Saved data entries:
//! Logging and debugging facilities for Trellis.
//!
//! This module provides:
//! - Target and span name constants for filtering `tracing` output
//! - [`PerfSpan`], a guard that times an operation
//! - [`TreeWriter`], the text-tree formatter behind the cell-area debug dumps
//!
//! # Tracing Integration
//!
//! Trellis never installs a subscriber. To see logs, install one in your
//! application:
//!
//! ```ignore
//! tracing_subscriber::fmt()
//!     .with_env_filter("trellis=debug,trellis_core=warn")
//!     .init();
//! ```

use std::fmt::Write as FmtWrite;

/// Span names used throughout Trellis for tracing.
pub mod span_names {
    /// Attribute application for one row.
    pub const APPLY_ATTRIBUTES: &str = "trellis::apply_attributes";
    /// Size request of one row.
    pub const REQUEST: &str = "trellis::request";
    /// Rendering of one row.
    pub const RENDER: &str = "trellis::render";
    /// Event dispatch on one row.
    pub const EVENT: &str = "trellis::event";
}

/// Target names for log filtering.
///
/// Use these with `tracing` directives to filter logs by subsystem.
pub mod targets {
    /// Signal/slot system target.
    pub const SIGNAL: &str = "trellis_core::signal";
    /// Cell area base behaviour.
    pub const AREA: &str = "trellis::area";
    /// Attribute bindings and data funcs.
    pub const ATTRIBUTES: &str = "trellis::attributes";
    /// Cell-property class pool.
    pub const CELL_PROPERTY: &str = "trellis::cell_property";
    /// Request contexts.
    pub const CONTEXT: &str = "trellis::context";
    /// Editing state machine.
    pub const EDITING: &str = "trellis::editing";
    /// Focus navigation and focus siblings.
    pub const FOCUS: &str = "trellis::focus";
    /// Cell renderers.
    pub const RENDERER: &str = "trellis::renderer";
    /// Tree models.
    pub const MODEL: &str = "trellis::model";
    /// Performance spans.
    pub const PERF: &str = "trellis::perf";
}

/// Style options for tree visualization.
#[derive(Debug, Clone, Copy, PartialEq, Eq, Default)]
pub enum TreeStyle {
    /// ASCII characters for tree branches.
    Ascii,
    /// Unicode box-drawing characters.
    #[default]
    Unicode,
    /// Compact representation with dashes.
    Compact,
}

/// Configuration for tree debug output.
#[derive(Debug, Clone)]
pub struct TreeFormatOptions {
    /// The style of tree visualization.
    pub style: TreeStyle,
    /// Whether to show identifiers.
    pub show_ids: bool,
    /// Whether to show type names.
    pub show_types: bool,
    /// Whether to show per-node details (bindings, properties).
    pub show_details: bool,
    /// Maximum depth to traverse (None for unlimited).
    pub max_depth: Option<usize>,
    /// Indent size for each level.
    pub indent_size: usize,
}

impl Default for TreeFormatOptions {
    fn default() -> Self {
        Self {
            style: TreeStyle::default(),
            show_ids: true,
            show_types: true,
            show_details: false,
            max_depth: None,
            indent_size: 2,
        }
    }
}

impl TreeFormatOptions {
    /// Create options for detailed debugging output.
    pub fn detailed() -> Self {
        Self {
            show_details: true,
            ..Default::default()
        }
    }

    /// Create options for minimal output.
    pub fn minimal() -> Self {
        Self {
            show_ids: false,
            show_types: false,
            show_details: false,
            ..Default::default()
        }
    }

    /// Builder-style style override.
    pub fn with_style(mut self, style: TreeStyle) -> Self {
        self.style = style;
        self
    }
}

/// Incremental text-tree writer.
///
/// Callers push nodes depth-first, telling the writer each node's depth and
/// whether it is the last child of its parent.
///
/// ```
/// use trellis_core::logging::{TreeFormatOptions, TreeStyle, TreeWriter};
///
/// let mut tree = TreeWriter::new(TreeFormatOptions::default().with_style(TreeStyle::Ascii));
/// tree.node(0, true, "area");
/// tree.node(1, false, "text");
/// tree.node(1, true, "toggle");
/// assert_eq!(tree.finish(), "area\n+-- text\n    toggle\n");
/// ```
#[derive(Debug, Clone)]
pub struct TreeWriter {
    options: TreeFormatOptions,
    output: String,
}

impl TreeWriter {
    /// Create a writer with the given options.
    pub fn new(options: TreeFormatOptions) -> Self {
        Self {
            options,
            output: String::new(),
        }
    }

    /// The options this writer was created with.
    pub fn options(&self) -> &TreeFormatOptions {
        &self.options
    }

    /// Append a node line. Nodes deeper than `max_depth` are skipped.
    pub fn node(&mut self, depth: usize, is_last: bool, label: impl std::fmt::Display) {
        if self.options.max_depth.is_some_and(|max| depth > max) {
            return;
        }
        let prefix = self.build_prefix(depth, is_last);
        let _ = writeln!(self.output, "{}{}", prefix, label);
    }

    /// Append a detail line under the node at `depth`.
    pub fn detail(&mut self, depth: usize, label: impl std::fmt::Display) {
        if !self.options.show_details || self.options.max_depth.is_some_and(|max| depth > max) {
            return;
        }
        let prefix = self.build_detail_prefix(depth);
        let _ = writeln!(self.output, "{}  .{}", prefix, label);
    }

    /// Consume the writer and return the formatted text.
    pub fn finish(self) -> String {
        self.output
    }

    fn build_prefix(&self, depth: usize, is_last: bool) -> String {
        if depth == 0 {
            return String::new();
        }

        let (branch, corner, last) = match self.options.style {
            TreeStyle::Ascii => ("|", "+--", "   "),
            TreeStyle::Unicode => ("\u{2502}", "\u{251c}\u{2500}\u{2500}", "\u{2514}\u{2500}\u{2500}"),
            TreeStyle::Compact => ("", "-", "-"),
        };

        let mut prefix = String::new();
        for _ in 0..(depth - 1) {
            prefix.push_str(branch);
            for _ in 0..self.options.indent_size {
                prefix.push(' ');
            }
        }

        prefix.push_str(if is_last { last } else { corner });
        prefix.push(' ');
        prefix
    }

    fn build_detail_prefix(&self, depth: usize) -> String {
        let branch = match self.options.style {
            TreeStyle::Ascii => "|",
            TreeStyle::Unicode => "\u{2502}",
            TreeStyle::Compact => "",
        };

        let mut prefix = String::new();
        for _ in 0..depth {
            prefix.push_str(branch);
            for _ in 0..self.options.indent_size {
                prefix.push(' ');
            }
        }
        prefix
    }
}

/// A guard that keeps a tracing span entered until dropped.
///
/// This is useful for tracking the duration of operations.
#[derive(Debug)]
pub struct PerfSpan {
    _span: tracing::span::EnteredSpan,
}

impl PerfSpan {
    /// Create a new performance span.
    pub fn new(name: &'static str) -> Self {
        let span = tracing::info_span!(target: targets::PERF, "perf", operation = name);
        Self {
            _span: span.entered(),
        }
    }
}

#[cfg(test)]
mod tests {
    use super::*;

    #[test]
    fn test_tree_unicode() {
        let mut tree = TreeWriter::new(TreeFormatOptions::default());
        tree.node(0, true, "root");
        tree.node(1, false, "a");
        tree.node(2, true, "a1");
        tree.node(1, true, "b");
        let out = tree.finish();
        let lines: Vec<&str> = out.lines().collect();
        assert_eq!(lines[0], "root");
        assert_eq!(lines[1], "\u{251c}\u{2500}\u{2500} a");
        assert_eq!(lines[2], "\u{2502}  \u{2514}\u{2500}\u{2500} a1");
        assert_eq!(lines[3], "\u{2514}\u{2500}\u{2500} b");
    }

    #[test]
    fn test_tree_max_depth() {
        let options = TreeFormatOptions {
            max_depth: Some(1),
            ..TreeFormatOptions::minimal()
        };
        let mut tree = TreeWriter::new(options.with_style(TreeStyle::Compact));
        tree.node(0, true, "root");
        tree.node(1, true, "child");
        tree.node(2, true, "grandchild");
        let out = tree.finish();
        assert!(out.contains("child"));
        assert!(!out.contains("grandchild"));
    }

    #[test]
    fn test_details_hidden_unless_requested() {
        let mut plain = TreeWriter::new(TreeFormatOptions::default());
        plain.node(0, true, "cell");
        plain.detail(0, "text <- column 0");
        assert!(!plain.finish().contains("column"));

        let mut detailed = TreeWriter::new(TreeFormatOptions::detailed());
        detailed.node(0, true, "cell");
        detailed.detail(0, "text <- column 0");
        assert!(detailed.finish().contains("  .text <- column 0"));
    }

    #[test]
    fn test_perf_span() {
        let _span = PerfSpan::new("test_operation");
    }
}
//! State shared by every cell area, and the default behaviour of the
//! overridable hooks.
//!
//! The `default_*` functions are what [`CellArea`]'s hooks do unless a
//! class overrides them. An override that only wants to add behaviour can
//! call them to chain up.

use std::collections::HashMap;
use std::fmt;
use std::sync::atomic::{AtomicBool, Ordering};
use std::sync::{Arc, Weak};

use parking_lot::Mutex;

use trellis_core::logging::{span_names, targets};
use trellis_core::{ConnectionId, PerfSpan, Signal, Value};
use trellis_render::{Rect, RenderTarget};

use super::attributes::{AttributeBinding, CellInfo, SharedDataFunc};
use super::{
    AppliedRow, CellArea, CellAreaContext, CellAreaExt, CellAreaRef, EditableAdded,
    EditableRemoved, FocusChange,
};
use crate::editable::{CellEditableExt, CellEditableRef};
use crate::error::{CellAreaError, CellAreaResult};
use crate::events::{CellEvent, Key, MouseButton};
use crate::host::HostWidget;
use crate::model::{TreeIter, TreeModel};
use crate::renderer::{CellRendererExt, CellRendererRef, RendererId, same_renderer};
use crate::state::{CellRendererMode, CellState};

struct EditSession {
    renderer: CellRendererRef,
    editable: CellEditableRef,
    remove_handler: ConnectionId,
}

#[derive(Default)]
struct AreaState {
    cell_info: HashMap<RendererId, CellInfo>,
    /// Focus holders with their siblings, in insertion order.
    focus_siblings: Vec<(CellRendererRef, Vec<CellRendererRef>)>,
    focus_cell: Option<CellRendererRef>,
    edit: Option<EditSession>,
    current_path: Option<String>,
}

/// State embedded by every cell area.
///
/// Holds the attribute bindings, the focus cell and its siblings, the
/// editing session and the area's signals. Locks are released before any
/// renderer hook, data func or signal slot runs.
pub struct CellAreaBase {
    type_name: &'static str,
    this: Weak<dyn CellArea>,
    state: Mutex<AreaState>,
    applying: AtomicBool,

    /// Emitted after a row's attributes have been applied.
    pub attributes_applied: Signal<AppliedRow>,
    /// Emitted when an edit widget must be parented by the host.
    pub add_editable: Signal<EditableAdded>,
    /// Emitted once per edit, after the editing state has been cleared.
    pub remove_editable: Signal<EditableRemoved>,
    /// Emitted on every [`set_focus_cell`](CellAreaExt::set_focus_cell).
    pub focus_changed: Signal<FocusChange>,
}
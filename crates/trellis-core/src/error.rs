//! Error types for Trellis core.

use std::fmt;

use crate::property::PropertyError;
use crate::value::ValueType;

/// The main error type for core operations.
#[derive(Debug, Clone, PartialEq)]
pub enum CoreError {
    /// Property-related error.
    Property(PropertyError),
    /// Value conversion error.
    Value(ValueError),
}

impl fmt::Display for CoreError {
    fn fmt(&self, f: &mut fmt::Formatter<'_>) -> fmt::Result {
        match self {
            Self::Property(err) => write!(f, "Property error: {err}"),
            Self::Value(err) => write!(f, "Value error: {err}"),
        }
    }
}

impl std::error::Error for CoreError {
    fn source(&self) -> Option<&(dyn std::error::Error + 'static)> {
        match self {
            Self::Property(err) => Some(err),
            Self::Value(err) => Some(err),
        }
    }
}

impl From<PropertyError> for CoreError {
    fn from(err: PropertyError) -> Self {
        Self::Property(err)
    }
}

impl From<ValueError> for CoreError {
    fn from(err: ValueError) -> Self {
        Self::Value(err)
    }
}

/// Value conversion errors.
#[derive(Debug, Clone, PartialEq, Eq)]
pub enum ValueError {
    /// No transform exists between the two types.
    NoTransform {
        /// Source type.
        from: ValueType,
        /// Requested type.
        to: ValueType,
    },
    /// A transform exists but this particular value does not fit.
    OutOfRange {
        /// The offending value, formatted.
        value: String,
        /// Requested type.
        to: ValueType,
    },
}

impl fmt::Display for ValueError {
    fn fmt(&self, f: &mut fmt::Formatter<'_>) -> fmt::Result {
        match self {
            Self::NoTransform { from, to } => {
                write!(f, "Cannot transform a value of type {from} into {to}")
            }
            Self::OutOfRange { value, to } => {
                write!(f, "Value {value} is out of range for type {to}")
            }
        }
    }
}

impl std::error::Error for ValueError {}

/// A specialized Result type for core operations.
pub type Result<T> = std::result::Result<T, CoreError>;
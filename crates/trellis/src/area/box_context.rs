//! Context of [`CellAreaBox`](super::CellAreaBox): per-group sizes that
//! line aligned cells up across rows.

use std::any::Any;
use std::collections::HashMap;
use std::fmt;
use std::sync::Arc;

use parking_lot::Mutex;

use trellis_core::logging::targets;

use super::context::{CellAreaContext, CellAreaContextBase, CellAreaContextExt};
use super::CellAreaRef;
use crate::state::Orientation;

/// Structure of a box's cell groups, as far as its contexts care.
#[derive(Debug, Clone, Default, PartialEq, Eq)]
pub(crate) struct GroupLayout {
    pub(crate) orientation: Orientation,
    pub(crate) spacing: i32,
    /// Whether each group expands.
    pub(crate) expand: Vec<bool>,
}

#[derive(Debug, Clone)]
struct GroupAllocation {
    length: i32,
    /// `(position, size)` of each group; `None` for groups never requested.
    groups: Vec<Option<(i32, i32)>>,
}

#[derive(Debug, Clone, Default)]
struct BoxContextState {
    layout: GroupLayout,
    /// Largest `(minimum, natural)` request of each group along the box.
    requests: Vec<Option<(i32, i32)>>,
    /// Row request across the box, keyed by the size along it.
    for_size: HashMap<i32, (i32, i32)>,
    allocation: Option<GroupAllocation>,
}

impl BoxContextState {
    fn total_request(&self) -> (i32, i32) {
        let seen: Vec<(i32, i32)> = self.requests.iter().flatten().copied().collect();
        let gaps = self.layout.spacing * (seen.len() as i32 - 1).max(0);
        seen.iter()
            .fold((gaps, gaps), |(min, nat), group| (min + group.0, nat + group.1))
    }
}

/// Accumulates a [`CellAreaBox`](super::CellAreaBox)'s group sizes.
///
/// Each group's request is the largest seen over all rows, so after
/// allocation every row places its groups at the same offsets.
pub struct CellAreaBoxContext {
    base: CellAreaContextBase,
    state: Mutex<BoxContextState>,
}

impl CellAreaBoxContext {
    pub(crate) fn new(area: CellAreaRef, layout: GroupLayout) -> Arc<Self> {
        let requests = vec![None; layout.expand.len()];
        Arc::new(Self {
            base: CellAreaContextBase::new(area),
            state: Mutex::new(BoxContextState {
                layout,
                requests,
                ..Default::default()
            }),
        })
    }

    /// Adopt a new group structure. Group sizes are dropped when it changed.
    pub(crate) fn set_layout(&self, layout: &GroupLayout) {
        let mut state = self.state.lock();
        if state.layout == *layout {
            return;
        }
        state.layout = layout.clone();
        state.requests = vec![None; layout.expand.len()];
        state.for_size.clear();
        state.allocation = None;
        tracing::trace!(target: targets::CONTEXT, groups = layout.expand.len(), "box context regrouped");
    }

    /// Merge one row's group requests and push the resulting row size into
    /// the base context. `None` marks a group with no visible cell in the row.
    pub(crate) fn push_group_requests(&self, requests: &[Option<(i32, i32)>]) {
        let (orientation, total) = {
            let mut state = self.state.lock();
            if requests.len() != state.requests.len() {
                tracing::warn!(
                    target: targets::CONTEXT,
                    expected = state.requests.len(),
                    got = requests.len(),
                    "group count mismatch, request ignored"
                );
                return;
            }
            for (slot, request) in state.requests.iter_mut().zip(requests) {
                if let Some((min, nat)) = *request {
                    let merged = slot.map_or((min, nat), |(m, n)| (m.max(min), n.max(nat)));
                    *slot = Some(merged);
                }
            }
            (state.layout.orientation, state.total_request())
        };
        match orientation {
            Orientation::Horizontal => self.push_preferred_width(total.0, total.1),
            Orientation::Vertical => self.push_preferred_height(total.0, total.1),
        }
    }

    /// Record a row's request across the box for a given size along it.
    pub(crate) fn push_for_size(&self, for_size: i32, minimum: i32, natural: i32) {
        let mut state = self.state.lock();
        let entry = state.for_size.entry(for_size).or_insert((minimum, natural));
        entry.0 = entry.0.max(minimum);
        entry.1 = entry.1.max(natural);
    }

    /// Number of cell groups.
    pub fn n_groups(&self) -> usize {
        self.state.lock().requests.len()
    }

    /// Accumulated `(minimum, natural)` request of group `index`.
    pub fn group_request(&self, index: usize) -> Option<(i32, i32)> {
        self.state.lock().requests.get(index).copied().flatten()
    }

    /// `(position, size)` of group `index` after allocation.
    pub fn group_allocation(&self, index: usize) -> Option<(i32, i32)> {
        let state = self.state.lock();
        state.allocation.as_ref()?.groups.get(index).copied().flatten()
    }

    /// Group allocations, if the context was allocated for `length`.
    pub(crate) fn allocation_for(&self, length: i32) -> Option<Vec<Option<(i32, i32)>>> {
        let state = self.state.lock();
        let allocation = state.allocation.as_ref()?;
        (allocation.length == length).then(|| allocation.groups.clone())
    }

    /// A fresh context for `area` holding the same state.
    pub(crate) fn duplicate(&self, area: CellAreaRef) -> Arc<Self> {
        let state = self.state.lock().clone();
        let copy = Arc::new(Self {
            base: CellAreaContextBase::new(area),
            state: Mutex::new(state),
        });
        let (min_width, nat_width) = self.base.preferred_width();
        let (min_height, nat_height) = self.base.preferred_height();
        copy.base.push_preferred_width(min_width, nat_width);
        copy.base.push_preferred_height(min_height, nat_height);
        let (width, height) = self.base.allocation();
        copy.allocate(width.unwrap_or(-1), height.unwrap_or(-1));
        copy
    }
}

impl fmt::Debug for CellAreaBoxContext {
    fn fmt(&self, f: &mut fmt::Formatter<'_>) -> fmt::Result {
        let state = self.state.lock();
        f.debug_struct("CellAreaBoxContext")
            .field("base", &self.base)
            .field("layout", &state.layout)
            .field("requests", &state.requests)
            .field("allocation", &state.allocation)
            .finish()
    }
}

impl CellAreaContext for CellAreaBoxContext {
    fn context_base(&self) -> &CellAreaContextBase {
        &self.base
    }

    fn as_any(&self) -> &dyn Any {
        self
    }

    fn on_reset(&self) {
        let mut state = self.state.lock();
        state.requests.iter_mut().for_each(|request| *request = None);
        state.for_size.clear();
        state.allocation = None;
    }

    fn on_allocate(&self, width: Option<i32>, height: Option<i32>) {
        let mut state = self.state.lock();
        let length = match state.layout.orientation {
            Orientation::Horizontal => width,
            Orientation::Vertical => height,
        };
        let Some(length) = length else {
            state.allocation = None;
            return;
        };

        let seen: Vec<usize> = (0..state.requests.len())
            .filter(|&index| state.requests[index].is_some())
            .collect();
        let requests: Vec<(i32, i32)> = seen.iter().filter_map(|&i| state.requests[i]).collect();
        let expand: Vec<bool> = seen.iter().map(|&i| state.layout.expand[i]).collect();
        let sizes = distribute(&requests, &expand, length, state.layout.spacing);

        let mut groups = vec![None; state.requests.len()];
        let mut position = 0;
        for (&index, &size) in seen.iter().zip(&sizes) {
            groups[index] = Some((position, size));
            position += size + state.layout.spacing;
        }
        state.allocation = Some(GroupAllocation { length, groups });
    }

    fn group_height_for_width(&self, width: i32) -> Option<(i32, i32)> {
        let state = self.state.lock();
        match state.layout.orientation {
            Orientation::Horizontal => state.for_size.get(&width).copied(),
            Orientation::Vertical => None,
        }
    }

    fn group_width_for_height(&self, height: i32) -> Option<(i32, i32)> {
        let state = self.state.lock();
        match state.layout.orientation {
            Orientation::Vertical => state.for_size.get(&height).copied(),
            Orientation::Horizontal => None,
        }
    }
}

static_assertions::assert_impl_all!(CellAreaBoxContext: Send, Sync);

/// Share `available` out among items requesting `(minimum, natural)`,
/// separated by `spacing`.
///
/// Everyone gets their minimum. What is left goes toward natural sizes,
/// smallest gap first, and the remainder is split evenly among expanding
/// items, the first ones receiving the odd pixels.
pub(crate) fn distribute(requests: &[(i32, i32)], expand: &[bool], available: i32, spacing: i32) -> Vec<i32> {
    if requests.is_empty() {
        return Vec::new();
    }
    let mut sizes: Vec<i32> = requests.iter().map(|&(min, _)| min).collect();
    let mut extra =
        available - spacing * (requests.len() as i32 - 1) - sizes.iter().sum::<i32>();
    if extra <= 0 {
        return sizes;
    }

    let mut by_gap: Vec<usize> = (0..requests.len()).collect();
    by_gap.sort_by_key(|&i| requests[i].1 - requests[i].0);
    for (done, &index) in by_gap.iter().enumerate() {
        let remaining = (by_gap.len() - done) as i32;
        let share = (extra + remaining - 1) / remaining;
        let gap = (requests[index].1 - requests[index].0).max(0);
        let grant = share.min(gap);
        sizes[index] += grant;
        extra -= grant;
    }

    let expanding: Vec<usize> = (0..requests.len())
        .filter(|&i| expand.get(i).copied().unwrap_or(false))
        .collect();
    if extra > 0 && !expanding.is_empty() {
        let count = expanding.len() as i32;
        let each = extra / count;
        let odd = extra % count;
        for (n, &index) in expanding.iter().enumerate() {
            sizes[index] += each + i32::from((n as i32) < odd);
        }
    }
    sizes
}

#[cfg(test)]
mod tests {
    use super::*;
    use crate::area::{CellAreaBox, CellAreaContextExt};

    fn layout(expand: &[bool]) -> GroupLayout {
        GroupLayout {
            orientation: Orientation::Horizontal,
            spacing: 2,
            expand: expand.to_vec(),
        }
    }

    // =========================================================================
    // Distribution
    // =========================================================================

    #[test]
    fn test_distribute_minimums_when_short() {
        assert_eq!(distribute(&[(10, 20), (5, 30)], &[false, false], 10, 0), vec![10, 5]);
    }

    #[test]
    fn test_distribute_smallest_gap_first() {
        // 10 spare pixels: the 4px gap is filled, the rest goes to the other.
        assert_eq!(distribute(&[(10, 14), (10, 40)], &[false, false], 30, 0), vec![14, 16]);
    }

    #[test]
    fn test_distribute_expands_leftover() {
        let sizes = distribute(&[(10, 10), (10, 10), (10, 10)], &[true, false, true], 43, 1);
        assert_eq!(sizes, vec![16, 10, 15]);
    }

    #[test]
    fn test_distribute_empty() {
        assert!(distribute(&[], &[], 100, 4).is_empty());
    }

    // =========================================================================
    // Context
    // =========================================================================

    #[test]
    fn test_group_requests_merge_and_push_total() {
        let ctx = CellAreaBoxContext::new(CellAreaBox::new(), layout(&[false, false]));
        ctx.push_group_requests(&[Some((10, 20)), Some((5, 5))]);
        ctx.push_group_requests(&[Some((12, 15)), None]);
        assert_eq!(ctx.group_request(0), Some((12, 20)));
        assert_eq!(ctx.group_request(1), Some((5, 5)));
        assert_eq!(ctx.preferred_width(), (19, 27));
    }

    #[test]
    fn test_allocate_places_groups() {
        let ctx = CellAreaBoxContext::new(CellAreaBox::new(), layout(&[true, false, false]));
        ctx.push_group_requests(&[Some((10, 10)), None, Some((20, 20))]);
        ctx.allocate(40, -1);
        assert_eq!(ctx.group_allocation(0), Some((0, 18)));
        assert_eq!(ctx.group_allocation(1), None);
        assert_eq!(ctx.group_allocation(2), Some((20, 20)));
        assert!(ctx.allocation_for(40).is_some());
        assert!(ctx.allocation_for(41).is_none());
    }

    #[test]
    fn test_reset_clears_groups_and_cache() {
        let ctx = CellAreaBoxContext::new(CellAreaBox::new(), layout(&[false]));
        ctx.push_group_requests(&[Some((10, 10))]);
        ctx.push_for_size(10, 16, 20);
        ctx.allocate(10, -1);
        assert_eq!(ctx.preferred_height_for_width(10), Some((16, 20)));

        ctx.reset();
        assert_eq!(ctx.group_request(0), None);
        assert_eq!(ctx.group_allocation(0), None);
        assert_eq!(ctx.preferred_height_for_width(10), None);
        assert_eq!(ctx.preferred_width(), (0, 0));
    }

    #[test]
    fn test_duplicate_carries_state() {
        let area = CellAreaBox::new();
        let ctx = CellAreaBoxContext::new(area.clone(), layout(&[false]));
        ctx.push_group_requests(&[Some((7, 9))]);
        ctx.allocate(9, -1);

        let copy = ctx.duplicate(area);
        assert_eq!(copy.preferred_width(), (7, 9));
        assert_eq!(copy.group_allocation(0), Some((0, 9)));
        assert_eq!(copy.allocation(), (Some(9), None));
    }
}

(WHAT THIS TASK INVOLVES):
Reproduce the lines of the records exactly, from the first one through the line that contains "request of one row.".

(RESPONSE BOX):
//! Logging and debugging facilities for Trellis.
//!
//! This module provides:
//! - Target and span name constants for filtering `tracing` output
//! - [`PerfSpan`], a guard that times an operation
//! - [`TreeWriter`], the text-tree formatter behind the cell-area debug dumps
//!
//! # Tracing Integration
//!
//! Trellis never installs a subscriber. To see logs, install one in your
//! application:
//!
//! ```ignore
//! tracing_subscriber::fmt()
//!     .with_env_filter("trellis=debug,trellis_core=warn")
//!     .init();
//! ```

use std::fmt::Write as FmtWrite;

/// Span names used throughout Trellis for tracing.
pub mod span_names {
    /// Attribute application for one row.
    pub const APPLY_ATTRIBUTES: &str = "trellis::apply_attributes";
    /// Size request of one row.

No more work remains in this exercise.